Your task: Examine the entries and show every line in which the word "lifecycle" is found.

Provided material below:

//! HAProxy backend synchronization daemon library.

pub mod config;
pub mod core;
pub mod haproxy;
pub mod lifecycle;
pub mod net;
pub mod watch;

pub use config::schema::Config;
pub use core::backend::BackendSet;
pub use core::controller::Controller;
pub use lifecycle::Shutdown;
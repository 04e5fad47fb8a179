//! Runtime state audit.
//!
//! # Responsibilities
//! - Compare live per-backend status from the control socket against the
//!   authoritative backend set
//! - Classify each discrepancy as structural (needs a reload) or
//!   enablement-only (fixable with a live patch)
//!
//! # Design Decisions
//! - `check_stats` is a pure function with no clock and no I/O; it is the
//!   unit-test surface for the whole reconciliation policy
//! - Mismatches carry the fields that drove the decision so a log line is
//!   enough to diagnose them

use serde::Serialize;

use crate::core::backend::BackendSet;

/// One row of live per-backend status, as reported by the load balancer's
/// control socket.
#[derive(Debug, Clone, Serialize)]
pub struct ServerStat {
    /// Proxy (backend section) the server belongs to.
    pub pxname: String,
    /// Server name inside the section; matches the registration name.
    pub svname: String,
    /// Load balancer status string ("UP", "DOWN", "MAINT", ...).
    pub status: String,
    /// "ip:port" the server is configured at, when the load balancer
    /// version reports it.
    pub addr: Option<String>,
}

impl ServerStat {
    /// Administratively drained, as opposed to merely failing checks.
    pub fn is_maint(&self) -> bool {
        self.status.starts_with("MAINT")
    }
}

#[derive(Debug, Clone, Copy, PartialEq, Eq, Serialize)]
#[serde(rename_all = "kebab-case")]
pub enum MismatchReason {
    /// Live server name is not in the backend set at all.
    NoServer,
    /// Live server sits at a different address than expected.
    AddrMismatch,
    /// Expected enabled, live state says administratively down.
    WantEnabled,
    /// Expected disabled, live state says routable.
    WantDisabled,
}

impl MismatchReason {
    /// Structural mismatches cannot be fixed over the control socket.
    pub fn is_structural(self) -> bool {
        matches!(self, MismatchReason::NoServer | MismatchReason::AddrMismatch)
    }
}

/// A single discrepancy between live state and expectation.
#[derive(Debug, Clone, Serialize)]
pub struct Mismatch {
    pub name: String,
    pub status: String,
    pub addr: Option<String>,
    pub reason: MismatchReason,
}

/// Result of auditing one live snapshot.
#[derive(Debug, Clone, Default, Serialize)]
pub struct AuditReport {
    pub wrong: Vec<Mismatch>,
    /// True iff any mismatch was structural.
    pub reload: bool,
}

impl AuditReport {
    pub fn in_sync(&self) -> bool {
        self.wrong.is_empty()
    }
}

fn addr_matches(live: &str, expected: &str) -> bool {
    // The live field is "ip:port"; the expected address may or may not
    // carry a port.
    live == expected || live.starts_with(&format!("{expected}:"))
}

/// Compare live server status against the authoritative set.
///
/// Deterministic and side-effect free: same inputs, same report.
pub fn check_stats(stats: &[ServerStat], servers: &BackendSet) -> AuditReport {
    let mut report = AuditReport::default();

    for stat in stats {
        let Some(backend) = servers.get(&stat.svname) else {
            // A server we have never heard of means the running config is
            // badly out of sync with the set.
            report.push(stat, MismatchReason::NoServer);
            report.reload = true;
            continue;
        };

        if let Some(addr) = &stat.addr {
            if !addr_matches(addr, &backend.address) {
                report.push(stat, MismatchReason::AddrMismatch);
                report.reload = true;
                continue;
            }
        }

        if backend.enabled && stat.is_maint() {
            report.push(stat, MismatchReason::WantEnabled);
            continue;
        }
        if !backend.enabled && !stat.is_maint() {
            report.push(stat, MismatchReason::WantDisabled);
        }
    }

    report
}

impl AuditReport {
    fn push(&mut self, stat: &ServerStat, reason: MismatchReason) {
        self.wrong.push(Mismatch {
            name: stat.svname.clone(),
            status: stat.status.clone(),
            addr: stat.addr.clone(),
            reason,
        });
    }
}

End of Provided material.

Exercise result:
pub mod lifecycle;
pub use lifecycle::Shutdown;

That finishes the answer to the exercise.